Start of Source data

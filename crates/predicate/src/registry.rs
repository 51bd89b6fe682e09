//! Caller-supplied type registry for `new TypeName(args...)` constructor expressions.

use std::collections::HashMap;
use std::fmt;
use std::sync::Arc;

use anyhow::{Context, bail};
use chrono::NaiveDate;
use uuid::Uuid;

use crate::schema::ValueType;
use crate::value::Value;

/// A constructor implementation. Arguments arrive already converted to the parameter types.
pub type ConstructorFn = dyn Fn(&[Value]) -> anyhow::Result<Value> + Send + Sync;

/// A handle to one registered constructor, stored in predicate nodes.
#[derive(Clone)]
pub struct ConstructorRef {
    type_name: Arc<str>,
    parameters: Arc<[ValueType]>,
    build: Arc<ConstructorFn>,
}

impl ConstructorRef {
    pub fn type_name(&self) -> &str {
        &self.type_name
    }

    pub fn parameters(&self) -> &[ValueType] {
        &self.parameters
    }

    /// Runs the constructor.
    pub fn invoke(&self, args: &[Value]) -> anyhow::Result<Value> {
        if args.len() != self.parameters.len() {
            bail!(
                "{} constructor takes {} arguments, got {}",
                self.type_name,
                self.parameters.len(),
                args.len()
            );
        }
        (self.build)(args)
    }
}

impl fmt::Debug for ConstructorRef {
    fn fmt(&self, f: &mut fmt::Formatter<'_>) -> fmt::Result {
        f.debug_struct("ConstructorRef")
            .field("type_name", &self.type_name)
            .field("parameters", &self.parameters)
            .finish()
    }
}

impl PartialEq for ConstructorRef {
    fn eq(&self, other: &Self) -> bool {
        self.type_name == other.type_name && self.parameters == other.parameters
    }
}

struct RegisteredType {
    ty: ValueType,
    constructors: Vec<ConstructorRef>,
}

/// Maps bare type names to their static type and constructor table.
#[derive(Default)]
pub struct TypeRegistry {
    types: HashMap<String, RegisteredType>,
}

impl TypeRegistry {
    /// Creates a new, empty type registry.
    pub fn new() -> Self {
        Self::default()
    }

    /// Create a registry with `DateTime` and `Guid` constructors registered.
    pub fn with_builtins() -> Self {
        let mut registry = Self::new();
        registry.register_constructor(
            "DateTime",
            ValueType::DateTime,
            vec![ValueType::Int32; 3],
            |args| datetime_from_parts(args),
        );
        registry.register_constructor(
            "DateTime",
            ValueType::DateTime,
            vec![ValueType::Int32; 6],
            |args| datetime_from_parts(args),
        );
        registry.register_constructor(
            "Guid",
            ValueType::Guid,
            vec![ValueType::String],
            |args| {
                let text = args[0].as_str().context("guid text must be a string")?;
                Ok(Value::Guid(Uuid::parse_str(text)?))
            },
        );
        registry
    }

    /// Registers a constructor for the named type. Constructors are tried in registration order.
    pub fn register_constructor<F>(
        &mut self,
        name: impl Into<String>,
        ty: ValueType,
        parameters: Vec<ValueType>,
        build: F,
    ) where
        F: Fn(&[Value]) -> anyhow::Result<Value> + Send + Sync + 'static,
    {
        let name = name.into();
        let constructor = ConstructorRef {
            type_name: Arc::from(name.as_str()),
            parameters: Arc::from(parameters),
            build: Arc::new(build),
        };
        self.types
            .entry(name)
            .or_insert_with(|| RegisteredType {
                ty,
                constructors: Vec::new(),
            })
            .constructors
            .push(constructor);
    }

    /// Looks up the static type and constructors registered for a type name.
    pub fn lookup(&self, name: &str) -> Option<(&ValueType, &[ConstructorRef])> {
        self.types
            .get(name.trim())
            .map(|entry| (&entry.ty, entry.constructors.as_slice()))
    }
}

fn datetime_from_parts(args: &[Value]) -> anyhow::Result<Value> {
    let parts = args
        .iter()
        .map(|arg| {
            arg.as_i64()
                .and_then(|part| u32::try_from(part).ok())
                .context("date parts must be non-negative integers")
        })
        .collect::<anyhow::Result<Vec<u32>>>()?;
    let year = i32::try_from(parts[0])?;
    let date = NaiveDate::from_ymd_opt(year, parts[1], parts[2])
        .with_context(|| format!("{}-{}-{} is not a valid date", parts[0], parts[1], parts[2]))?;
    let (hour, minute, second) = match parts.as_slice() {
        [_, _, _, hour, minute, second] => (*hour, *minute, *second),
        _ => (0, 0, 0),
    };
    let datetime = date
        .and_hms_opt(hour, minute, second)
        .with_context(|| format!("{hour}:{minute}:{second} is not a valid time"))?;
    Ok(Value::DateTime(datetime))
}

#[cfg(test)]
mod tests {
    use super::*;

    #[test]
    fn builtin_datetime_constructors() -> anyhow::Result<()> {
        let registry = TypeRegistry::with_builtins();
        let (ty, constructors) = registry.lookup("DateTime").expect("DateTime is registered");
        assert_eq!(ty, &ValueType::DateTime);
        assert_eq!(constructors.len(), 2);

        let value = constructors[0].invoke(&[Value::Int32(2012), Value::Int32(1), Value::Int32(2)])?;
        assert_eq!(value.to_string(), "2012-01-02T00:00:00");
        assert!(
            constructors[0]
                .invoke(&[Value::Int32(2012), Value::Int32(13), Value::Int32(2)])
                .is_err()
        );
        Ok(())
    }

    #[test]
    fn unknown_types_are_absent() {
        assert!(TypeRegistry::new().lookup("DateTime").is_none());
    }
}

End of Source data
Start of Source data

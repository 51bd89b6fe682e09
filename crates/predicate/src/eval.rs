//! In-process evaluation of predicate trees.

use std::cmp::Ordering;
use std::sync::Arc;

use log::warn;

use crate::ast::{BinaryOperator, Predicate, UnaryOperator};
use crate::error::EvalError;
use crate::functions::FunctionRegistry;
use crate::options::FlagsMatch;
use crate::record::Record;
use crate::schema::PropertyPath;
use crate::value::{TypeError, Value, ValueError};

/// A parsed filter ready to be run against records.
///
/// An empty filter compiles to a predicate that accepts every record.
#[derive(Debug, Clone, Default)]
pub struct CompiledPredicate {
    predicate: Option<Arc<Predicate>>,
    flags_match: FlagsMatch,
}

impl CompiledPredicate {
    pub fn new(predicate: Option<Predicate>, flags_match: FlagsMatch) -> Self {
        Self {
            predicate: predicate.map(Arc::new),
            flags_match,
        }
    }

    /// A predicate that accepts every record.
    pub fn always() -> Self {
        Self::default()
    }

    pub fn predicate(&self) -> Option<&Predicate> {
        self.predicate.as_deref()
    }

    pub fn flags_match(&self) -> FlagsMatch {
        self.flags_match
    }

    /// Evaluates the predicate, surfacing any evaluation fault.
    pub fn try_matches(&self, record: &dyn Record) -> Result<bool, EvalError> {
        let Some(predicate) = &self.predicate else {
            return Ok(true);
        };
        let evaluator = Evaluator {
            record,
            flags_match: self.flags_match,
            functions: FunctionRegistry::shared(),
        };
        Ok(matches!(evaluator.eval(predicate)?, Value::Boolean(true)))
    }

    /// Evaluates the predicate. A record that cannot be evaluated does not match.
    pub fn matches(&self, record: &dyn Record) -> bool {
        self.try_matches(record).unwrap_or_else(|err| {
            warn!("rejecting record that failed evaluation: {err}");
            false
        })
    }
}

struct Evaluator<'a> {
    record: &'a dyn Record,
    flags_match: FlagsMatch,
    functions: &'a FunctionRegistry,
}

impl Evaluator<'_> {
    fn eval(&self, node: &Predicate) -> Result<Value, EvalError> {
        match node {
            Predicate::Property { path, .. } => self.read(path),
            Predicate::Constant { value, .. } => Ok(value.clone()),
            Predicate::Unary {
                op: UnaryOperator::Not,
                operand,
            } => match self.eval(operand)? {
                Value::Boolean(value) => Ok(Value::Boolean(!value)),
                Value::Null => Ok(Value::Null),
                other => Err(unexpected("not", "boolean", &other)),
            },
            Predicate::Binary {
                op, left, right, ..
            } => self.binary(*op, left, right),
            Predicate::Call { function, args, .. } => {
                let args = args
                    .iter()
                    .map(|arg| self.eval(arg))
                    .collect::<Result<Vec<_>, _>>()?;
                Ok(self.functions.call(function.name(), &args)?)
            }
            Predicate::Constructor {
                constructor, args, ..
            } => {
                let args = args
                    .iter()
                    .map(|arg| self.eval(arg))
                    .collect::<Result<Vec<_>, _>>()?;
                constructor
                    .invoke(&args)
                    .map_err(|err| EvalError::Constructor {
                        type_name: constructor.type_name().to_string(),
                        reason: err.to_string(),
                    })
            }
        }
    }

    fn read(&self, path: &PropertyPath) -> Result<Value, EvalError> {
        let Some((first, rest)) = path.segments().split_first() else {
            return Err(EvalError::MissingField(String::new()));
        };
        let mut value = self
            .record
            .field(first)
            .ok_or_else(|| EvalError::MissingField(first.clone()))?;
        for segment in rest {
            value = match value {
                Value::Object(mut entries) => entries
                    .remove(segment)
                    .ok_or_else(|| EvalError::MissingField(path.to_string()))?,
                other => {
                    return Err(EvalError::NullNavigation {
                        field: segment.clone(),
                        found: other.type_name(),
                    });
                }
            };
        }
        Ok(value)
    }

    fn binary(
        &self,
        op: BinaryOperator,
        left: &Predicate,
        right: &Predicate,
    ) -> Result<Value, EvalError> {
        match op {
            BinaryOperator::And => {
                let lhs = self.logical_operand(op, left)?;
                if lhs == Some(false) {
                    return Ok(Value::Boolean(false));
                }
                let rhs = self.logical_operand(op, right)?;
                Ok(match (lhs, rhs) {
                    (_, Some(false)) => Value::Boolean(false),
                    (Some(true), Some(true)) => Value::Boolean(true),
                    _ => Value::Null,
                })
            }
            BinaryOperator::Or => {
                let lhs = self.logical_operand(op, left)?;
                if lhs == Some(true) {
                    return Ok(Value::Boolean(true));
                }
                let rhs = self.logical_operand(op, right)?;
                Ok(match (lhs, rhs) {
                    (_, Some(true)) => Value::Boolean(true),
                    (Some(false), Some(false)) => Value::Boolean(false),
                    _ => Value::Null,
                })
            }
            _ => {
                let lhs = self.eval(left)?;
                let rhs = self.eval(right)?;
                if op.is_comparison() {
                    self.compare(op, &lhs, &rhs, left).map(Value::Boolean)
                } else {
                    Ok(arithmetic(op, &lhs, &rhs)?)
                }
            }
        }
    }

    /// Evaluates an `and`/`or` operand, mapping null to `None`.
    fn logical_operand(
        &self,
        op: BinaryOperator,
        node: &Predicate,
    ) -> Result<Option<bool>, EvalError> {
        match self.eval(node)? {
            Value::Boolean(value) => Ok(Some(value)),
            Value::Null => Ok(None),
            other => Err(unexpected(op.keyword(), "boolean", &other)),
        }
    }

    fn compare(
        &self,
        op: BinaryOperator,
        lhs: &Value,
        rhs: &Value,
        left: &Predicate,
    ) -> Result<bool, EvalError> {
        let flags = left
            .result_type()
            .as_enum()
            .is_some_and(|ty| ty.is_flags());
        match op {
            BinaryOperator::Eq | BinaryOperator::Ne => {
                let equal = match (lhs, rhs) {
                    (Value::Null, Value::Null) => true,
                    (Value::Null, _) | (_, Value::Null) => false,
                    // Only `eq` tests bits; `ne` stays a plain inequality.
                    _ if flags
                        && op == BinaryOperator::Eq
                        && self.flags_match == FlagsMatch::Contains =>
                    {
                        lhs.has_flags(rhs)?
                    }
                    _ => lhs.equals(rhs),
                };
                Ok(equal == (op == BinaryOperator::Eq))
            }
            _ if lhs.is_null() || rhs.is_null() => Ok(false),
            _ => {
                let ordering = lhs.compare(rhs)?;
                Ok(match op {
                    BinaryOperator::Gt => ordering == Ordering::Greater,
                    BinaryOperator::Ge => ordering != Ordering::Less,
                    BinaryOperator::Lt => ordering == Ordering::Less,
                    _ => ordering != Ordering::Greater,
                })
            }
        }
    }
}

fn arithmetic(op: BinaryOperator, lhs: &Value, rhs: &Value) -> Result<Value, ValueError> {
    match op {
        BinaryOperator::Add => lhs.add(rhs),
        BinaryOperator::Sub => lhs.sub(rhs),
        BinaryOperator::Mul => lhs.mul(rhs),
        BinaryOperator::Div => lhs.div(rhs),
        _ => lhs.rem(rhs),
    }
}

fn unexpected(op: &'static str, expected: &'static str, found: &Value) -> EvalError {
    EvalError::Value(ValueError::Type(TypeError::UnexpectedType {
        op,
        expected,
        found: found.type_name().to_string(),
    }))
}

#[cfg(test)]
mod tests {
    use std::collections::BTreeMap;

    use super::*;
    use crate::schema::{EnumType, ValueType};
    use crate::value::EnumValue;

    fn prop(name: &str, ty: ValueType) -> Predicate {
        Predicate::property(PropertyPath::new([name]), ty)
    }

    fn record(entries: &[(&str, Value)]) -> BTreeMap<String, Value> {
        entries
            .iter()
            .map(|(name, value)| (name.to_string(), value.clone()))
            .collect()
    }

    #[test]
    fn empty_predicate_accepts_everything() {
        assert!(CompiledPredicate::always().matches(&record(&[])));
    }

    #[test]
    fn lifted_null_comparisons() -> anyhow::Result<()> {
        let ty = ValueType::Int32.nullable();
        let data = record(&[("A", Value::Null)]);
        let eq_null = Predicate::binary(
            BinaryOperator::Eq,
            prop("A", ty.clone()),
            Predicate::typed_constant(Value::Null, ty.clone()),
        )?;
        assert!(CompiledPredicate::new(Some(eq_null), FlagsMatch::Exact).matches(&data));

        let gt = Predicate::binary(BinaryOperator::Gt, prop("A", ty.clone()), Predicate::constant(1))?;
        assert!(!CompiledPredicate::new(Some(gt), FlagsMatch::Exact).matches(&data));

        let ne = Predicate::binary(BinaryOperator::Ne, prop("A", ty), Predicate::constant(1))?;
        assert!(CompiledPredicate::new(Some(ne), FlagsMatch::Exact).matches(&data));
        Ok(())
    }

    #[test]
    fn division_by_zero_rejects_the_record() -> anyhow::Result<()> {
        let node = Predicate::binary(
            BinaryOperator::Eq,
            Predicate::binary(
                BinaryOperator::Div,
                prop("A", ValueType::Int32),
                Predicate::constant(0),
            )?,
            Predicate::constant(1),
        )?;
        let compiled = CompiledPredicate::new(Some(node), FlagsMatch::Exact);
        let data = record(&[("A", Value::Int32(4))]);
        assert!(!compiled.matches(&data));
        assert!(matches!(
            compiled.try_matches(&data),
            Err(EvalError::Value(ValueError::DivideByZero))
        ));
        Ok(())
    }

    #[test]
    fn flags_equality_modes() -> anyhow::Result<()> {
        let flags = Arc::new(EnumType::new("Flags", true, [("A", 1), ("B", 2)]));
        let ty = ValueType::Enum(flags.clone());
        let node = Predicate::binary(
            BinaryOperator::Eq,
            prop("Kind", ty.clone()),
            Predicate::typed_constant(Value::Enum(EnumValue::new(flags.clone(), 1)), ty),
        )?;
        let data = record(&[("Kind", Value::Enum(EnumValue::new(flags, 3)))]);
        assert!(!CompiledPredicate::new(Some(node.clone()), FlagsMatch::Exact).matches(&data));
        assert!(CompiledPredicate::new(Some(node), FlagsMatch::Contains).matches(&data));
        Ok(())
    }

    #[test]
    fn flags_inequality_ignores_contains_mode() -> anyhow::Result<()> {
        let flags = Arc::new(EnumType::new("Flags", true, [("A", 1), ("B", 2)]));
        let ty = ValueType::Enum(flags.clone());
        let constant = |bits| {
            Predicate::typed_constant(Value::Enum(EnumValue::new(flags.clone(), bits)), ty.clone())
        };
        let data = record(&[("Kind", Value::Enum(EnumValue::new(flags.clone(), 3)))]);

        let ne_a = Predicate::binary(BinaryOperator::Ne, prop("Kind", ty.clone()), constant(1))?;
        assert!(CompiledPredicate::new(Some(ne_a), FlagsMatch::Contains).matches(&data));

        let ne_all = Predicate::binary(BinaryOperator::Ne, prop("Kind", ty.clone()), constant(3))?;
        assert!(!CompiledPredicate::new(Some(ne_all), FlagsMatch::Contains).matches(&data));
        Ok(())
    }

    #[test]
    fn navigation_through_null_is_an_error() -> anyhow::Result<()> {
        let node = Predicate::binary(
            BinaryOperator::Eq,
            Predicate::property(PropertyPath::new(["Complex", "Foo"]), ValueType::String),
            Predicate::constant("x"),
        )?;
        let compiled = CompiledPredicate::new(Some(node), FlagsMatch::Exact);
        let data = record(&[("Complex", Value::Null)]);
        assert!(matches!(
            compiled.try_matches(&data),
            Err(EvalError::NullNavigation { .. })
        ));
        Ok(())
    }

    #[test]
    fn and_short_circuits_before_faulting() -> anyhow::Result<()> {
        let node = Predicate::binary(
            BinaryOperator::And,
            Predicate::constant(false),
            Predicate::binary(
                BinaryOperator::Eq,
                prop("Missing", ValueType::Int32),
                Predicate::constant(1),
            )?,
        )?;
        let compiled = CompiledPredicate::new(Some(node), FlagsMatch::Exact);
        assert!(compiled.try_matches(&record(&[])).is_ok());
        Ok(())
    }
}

End of Source data

● Task requirements
Your task is to show every line of the listing above containing "entries".

● Result of the exercise
                Value::Object(mut entries) => entries
    fn record(entries: &[(&str, Value)]) -> BTreeMap<String, Value> {
        entries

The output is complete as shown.